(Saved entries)
:::
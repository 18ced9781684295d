use std::collections::HashMap;

use log::debug;
use nalgebra::DMatrix;

use crate::{
    control_points::{check_finite, ControlPointSet},
    error::{InterpolationError, Result},
    method::{check_x_cp_partials, Interpolant, Method},
    options::{invalid_option, InterpOptions},
    vectorized::{evaluate_channels, evaluate_rows, BatchJacobian},
};

pub const DEFAULT_X_CP_NAME: &str = "x_cp";
pub const DEFAULT_X_INTERP_NAME: &str = "x_interp";

/// Whether a channel already has its control point values.
#[derive(Debug, Clone, PartialEq)]
pub enum ChannelState {
    /// Values must be supplied by [Inputs] at evaluation time.
    Declared,
    /// Default values, `(vec_size, m)`; [Inputs] may still override them.
    Bound(DMatrix<f64>),
}

/// Named pair of one control point input and one interpolated output.
#[derive(Debug, Clone, PartialEq)]
pub struct Channel {
    y_cp_name: String,
    y_interp_name: String,
    y_units: Option<String>,
    state: ChannelState,
}

impl Channel {
    pub fn y_cp_name(&self) -> &str {
        &self.y_cp_name
    }

    pub fn y_interp_name(&self) -> &str {
        &self.y_interp_name
    }

    pub fn y_units(&self) -> Option<&str> {
        self.y_units.as_deref()
    }

    pub fn state(&self) -> &ChannelState {
        &self.state
    }

    pub fn is_bound(&self) -> bool {
        matches!(self.state, ChannelState::Bound(_))
    }
}

/// Values supplied at evaluation time, by input name.
///
/// Vectors are stored as single-row matrices.
#[derive(Debug, Clone, Default, PartialEq)]
pub struct Inputs {
    values: HashMap<String, DMatrix<f64>>,
}

impl Inputs {
    pub fn new() -> Self {
        Inputs::default()
    }

    pub fn set_vector(mut self, name: &str, values: &[f64]) -> Self {
        self.values.insert(name.to_string(), DMatrix::from_row_slice(1, values.len(), values));
        self
    }

    pub fn set_matrix(mut self, name: &str, values: DMatrix<f64>) -> Self {
        self.values.insert(name.to_string(), values);
        self
    }

    pub fn get(&self, name: &str) -> Option<&DMatrix<f64>> {
        self.values.get(name)
    }

    /// Input `name` flattened in row-major order.
    fn vector(&self, name: &str) -> Option<Vec<f64>> {
        self.values.get(name).map(|m| m.transpose().iter().copied().collect())
    }
}

/// Interpolated values by output name and partials by (output, input) name pair.
#[derive(Debug, Clone, Default, PartialEq)]
pub struct SplineOutputs {
    values: HashMap<String, DMatrix<f64>>,
    partials: HashMap<(String, String), BatchJacobian>,
}

impl SplineOutputs {
    /// `(vec_size, n)` values of output `name`.
    pub fn value(&self, name: &str) -> Option<&DMatrix<f64>> {
        self.values.get(name)
    }

    /// Partials of output `of` with respect to input `wrt`.
    pub fn partials(&self, of: &str, wrt: &str) -> Option<&BatchJacobian> {
        self.partials.get(&(of.to_string(), wrt.to_string()))
    }

    pub fn len(&self) -> usize {
        self.values.len()
    }

    pub fn is_empty(&self) -> bool {
        self.values.is_empty()
    }
}

/// Spline interpolation of any number of named channels over one shared grid.
///
/// Every channel interpolates its control point values `y_cp_name` located at `x_cp`
/// onto `x_interp` and publishes the result as `y_interp_name`, together with the
/// partials with respect to `y_cp_name` and, if enabled, `x_cp`.
///
/// # Example
/// ```
/// use diffspline::{Inputs, InterpOptions, SplineComponent};
/// use nalgebra::DMatrix;
/// use assert_approx_eq::assert_approx_eq;
///
/// let x_cp = [1.0, 2.0, 4.0, 6.0, 10.0, 12.0];
/// let y_cp = DMatrix::from_row_slice(1, 6, &[5.0, 12.0, 14.0, 16.0, 21.0, 29.0]);
///
/// let mut comp = SplineComponent::new("akima", &x_cp, &[1.0, 3.0, 12.0], &InterpOptions::new()).unwrap();
/// comp.add_spline("ycp", "y_val", Some(y_cp)).unwrap();
///
/// let outputs = comp.evaluate(&Inputs::new()).unwrap();
/// let y = outputs.value("y_val").unwrap();
/// assert_approx_eq!(5.0, y[(0, 0)]);
/// assert_approx_eq!(13.0, y[(0, 1)]);
/// assert_approx_eq!(29.0, y[(0, 2)]);
/// assert_eq!((3, 6), outputs.partials("y_val", "ycp").unwrap().shape());
/// ```
#[derive(Debug, Clone, PartialEq)]
pub struct SplineComponent {
    interpolant: Interpolant,
    x_cp: Vec<f64>,
    x_interp: Vec<f64>,
    vec_size: usize,
    x_cp_name: String,
    x_interp_name: String,
    x_units: Option<String>,
    x_cp_partials: bool,
    channels: Vec<Channel>,
}

impl SplineComponent {
    /// Creates a component without channels.
    /// # Errors
    /// Error is returned for an unknown `method`, options the method does not recognize,
    /// invalid option values and empty or non-finite grids.
    /// ```
    /// use diffspline::{InterpOptions, SplineComponent};
    ///
    /// let x_cp = [1.0, 2.0, 4.0, 6.0];
    /// let options = InterpOptions::new().set("delta_x", 0.1);
    /// let err = SplineComponent::new("scipy_cubic", &x_cp, &[1.5], &options).unwrap_err();
    /// assert_eq!("cubic interpolator does not support ['delta_x'] options.", err.to_string());
    /// ```
    pub fn new(method: &str, x_cp_val: &[f64], x_interp_val: &[f64], options: &InterpOptions) -> Result<Self> {
        let method = method.parse::<Method>()?;
        let interpolant = Interpolant::new(method, options)?;
        check_finite(DEFAULT_X_CP_NAME, x_cp_val)?;
        check_finite(DEFAULT_X_INTERP_NAME, x_interp_val)?;

        debug!(
            "{} spline component, {} control points, {} interpolation points",
            method,
            x_cp_val.len(),
            x_interp_val.len()
        );

        Ok(SplineComponent {
            interpolant,
            x_cp: x_cp_val.to_vec(),
            x_interp: x_interp_val.to_vec(),
            vec_size: 1,
            x_cp_name: DEFAULT_X_CP_NAME.to_string(),
            x_interp_name: DEFAULT_X_INTERP_NAME.to_string(),
            x_units: None,
            x_cp_partials: false,
            channels: Vec::new(),
        })
    }

    /// Number of independent `y_cp` rows of every channel.
    /// Number of independent control point rows per channel.
    /// # Errors
    /// Error is returned for `0`.
    pub fn with_vec_size(mut self, vec_size: usize) -> Result<Self> {
        if vec_size == 0 {
            return Err(invalid_option("vec_size", 0.0, "must be >= 1"));
        }
        self.vec_size = vec_size;
        Ok(self)
    }

    pub fn with_x_cp_name(mut self, name: &str) -> Self {
        self.x_cp_name = name.to_string();
        self
    }

    pub fn with_x_interp_name(mut self, name: &str) -> Self {
        self.x_interp_name = name.to_string();
        self
    }

    pub fn with_x_units(mut self, units: &str) -> Self {
        self.x_units = Some(units.to_string());
        self
    }

    /// Enables partials with respect to `x_cp`.
    /// # Errors
    /// Error is returned when the method cannot provide them.
    pub fn with_x_cp_partials(mut self, enabled: bool) -> Result<Self> {
        check_x_cp_partials(&self.interpolant, enabled)?;
        self.x_cp_partials = enabled;
        Ok(self)
    }

    /// Adds a channel. Without `y_cp_val` the values must be bound later or supplied
    /// as an input.
    /// # Errors
    /// Error is returned for a name already used by the component and for values that
    /// are not `(vec_size, m)`.
    pub fn add_spline(&mut self, y_cp_name: &str, y_interp_name: &str, y_cp_val: Option<DMatrix<f64>>) -> Result<()> {
        self.push_channel(y_cp_name, y_interp_name, None, y_cp_val)
    }

    /// [SplineComponent::add_spline] with a unit label for both the control point values
    /// and the interpolated values.
    pub fn add_spline_with_units(
        &mut self,
        y_cp_name: &str,
        y_interp_name: &str,
        y_cp_val: Option<DMatrix<f64>>,
        y_units: &str,
    ) -> Result<()> {
        self.push_channel(y_cp_name, y_interp_name, Some(y_units.to_string()), y_cp_val)
    }

    /// Sets the default values of a declared or bound channel.
    pub fn bind_spline(&mut self, y_cp_name: &str, y_cp_val: DMatrix<f64>) -> Result<()> {
        self.check_shape(y_cp_name, &y_cp_val)?;
        let channel = self
            .channels
            .iter_mut()
            .find(|c| c.y_cp_name == y_cp_name)
            .ok_or_else(|| InterpolationError::UnknownChannel(y_cp_name.to_string()))?;
        channel.state = ChannelState::Bound(y_cp_val);
        Ok(())
    }

    fn push_channel(
        &mut self,
        y_cp_name: &str,
        y_interp_name: &str,
        y_units: Option<String>,
        y_cp_val: Option<DMatrix<f64>>,
    ) -> Result<()> {
        for name in [y_cp_name, y_interp_name] {
            if self.is_name_taken(name) {
                return Err(InterpolationError::DuplicateName(name.to_string()));
            }
        }
        if y_cp_name == y_interp_name {
            return Err(InterpolationError::DuplicateName(y_cp_name.to_string()));
        }

        let state = match y_cp_val {
            Some(values) => {
                self.check_shape(y_cp_name, &values)?;
                ChannelState::Bound(values)
            }
            None => ChannelState::Declared,
        };

        debug!("channel {} -> {} ({})", y_cp_name, y_interp_name, state_label(&state));
        self.channels.push(Channel {
            y_cp_name: y_cp_name.to_string(),
            y_interp_name: y_interp_name.to_string(),
            y_units,
            state,
        });
        Ok(())
    }

    fn is_name_taken(&self, name: &str) -> bool {
        name == self.x_cp_name
            || name == self.x_interp_name
            || self.channels.iter().any(|c| c.y_cp_name == name || c.y_interp_name == name)
    }

    fn check_shape(&self, name: &str, values: &DMatrix<f64>) -> Result<()> {
        check_values_shape(name, values, self.vec_size, self.x_cp.len())
    }

    /// Interpolates every channel.
    ///
    /// Inputs named like `x_cp`, `x_interp` or a channel's `y_cp` override the values
    /// given at construction or binding.
    /// # Errors
    /// Error is returned for channels without values, inconsistent shapes, too few control
    /// points, non-finite values and a non-increasing `x_cp`. Nothing is evaluated then.
    pub fn evaluate(&self, inputs: &Inputs) -> Result<SplineOutputs> {
        let x_cp = inputs.vector(&self.x_cp_name).unwrap_or_else(|| self.x_cp.clone());
        let x_interp = inputs.vector(&self.x_interp_name).unwrap_or_else(|| self.x_interp.clone());
        check_finite(&self.x_interp_name, &x_interp)?;

        let mut sets = Vec::with_capacity(self.channels.len());
        for channel in &self.channels {
            let values = match (inputs.get(&channel.y_cp_name), &channel.state) {
                (Some(values), _) => values,
                (None, ChannelState::Bound(values)) => values,
                (None, ChannelState::Declared) => {
                    return Err(InterpolationError::UnboundChannel(channel.y_cp_name.clone()));
                }
            };
            check_values_shape(&channel.y_cp_name, values, self.vec_size, x_cp.len())?;
            sets.push(ControlPointSet::new(x_cp.clone(), values.clone())?);
        }

        debug!(
            "evaluating {} channel(s) of {} row(s) with {}",
            sets.len(),
            self.vec_size,
            self.interpolant.method()
        );
        let evaluations = evaluate_channels(&self.interpolant, &sets, &x_interp, self.x_cp_partials)?;

        let mut outputs = SplineOutputs::default();
        for (channel, evaluation) in self.channels.iter().zip(evaluations) {
            let of = channel.y_interp_name.clone();
            outputs.partials.insert((of.clone(), channel.y_cp_name.clone()), evaluation.d_y_cp);
            if let Some(d_x_cp) = evaluation.d_x_cp {
                outputs.partials.insert((of.clone(), self.x_cp_name.clone()), d_x_cp);
            }
            outputs.values.insert(of, evaluation.values);
        }
        Ok(outputs)
    }

    pub fn method(&self) -> Method {
        self.interpolant.method()
    }

    pub fn vec_size(&self) -> usize {
        self.vec_size
    }

    pub fn x_cp_name(&self) -> &str {
        &self.x_cp_name
    }

    pub fn x_interp_name(&self) -> &str {
        &self.x_interp_name
    }

    pub fn x_units(&self) -> Option<&str> {
        self.x_units.as_deref()
    }

    pub fn channels(&self) -> &[Channel] {
        &self.channels
    }

    pub fn channel(&self, y_cp_name: &str) -> Option<&Channel> {
        self.channels.iter().find(|c| c.y_cp_name == y_cp_name)
    }
}

fn state_label(state: &ChannelState) -> &'static str {
    match state {
        ChannelState::Declared => "declared",
        ChannelState::Bound(_) => "bound",
    }
}

fn check_values_shape(name: &str, values: &DMatrix<f64>, vec_size: usize, m: usize) -> Result<()> {
    if values.nrows() != vec_size {
        return Err(InterpolationError::RowCountMismatch {
            name: name.to_string(),
            expected: vec_size,
            actual: values.nrows(),
        });
    }
    if values.ncols() != m {
        return Err(InterpolationError::LengthMismatch { name: name.to_string(), expected: m, actual: values.ncols() });
    }
    Ok(())
}

/// One-shot interpolation of `y_cp` (`(vec_size, m)`) at `x_interp`.
///
/// Returns the `(vec_size, n)` values and their block diagonal partials with respect to
/// `y_cp`.
/// # Example
/// ```
/// use diffspline::{interp, InterpOptions};
/// use nalgebra::DMatrix;
/// use assert_approx_eq::assert_approx_eq;
///
/// let y_cp = DMatrix::from_row_slice(1, 4, &[0.0, 1.0, 2.0, 3.0]);
/// let (values, jacobian) = interp("akima", &[0.0, 1.0, 2.0, 3.0], &y_cp, &[0.5, 2.5], &InterpOptions::new()).unwrap();
///
/// assert_approx_eq!(0.5, values[(0, 0)]);
/// assert_approx_eq!(2.5, values[(0, 1)]);
/// assert_eq!((2, 4), jacobian.shape());
/// ```
pub fn interp(
    method: &str,
    x_cp: &[f64],
    y_cp: &DMatrix<f64>,
    x_interp: &[f64],
    options: &InterpOptions,
) -> Result<(DMatrix<f64>, BatchJacobian)> {
    let interpolant = Interpolant::new(method.parse::<Method>()?, options)?;
    check_finite(DEFAULT_X_INTERP_NAME, x_interp)?;
    let points = ControlPointSet::new(x_cp.to_vec(), y_cp.clone())?;

    let evaluation = evaluate_rows(&interpolant, &points, x_interp, false)?;
    Ok((evaluation.values, evaluation.d_y_cp))
}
:::
**What this task involves**
Return only the lines between the one holding "pub const DEFAULT_X_INTERP_NAME: &str" and the one holding "pub struct Channel", inclusive, exactly as they appear above.

**Answer section**
pub const DEFAULT_X_INTERP_NAME: &str = "x_interp";

/// Whether a channel already has its control point values.
#[derive(Debug, Clone, PartialEq)]
pub enum ChannelState {
    /// Values must be supplied by [Inputs] at evaluation time.
    Declared,
    /// Default values, `(vec_size, m)`; [Inputs] may still override them.
    Bound(DMatrix<f64>),
}

/// Named pair of one control point input and one interpolated output.
#[derive(Debug, Clone, PartialEq)]
pub struct Channel {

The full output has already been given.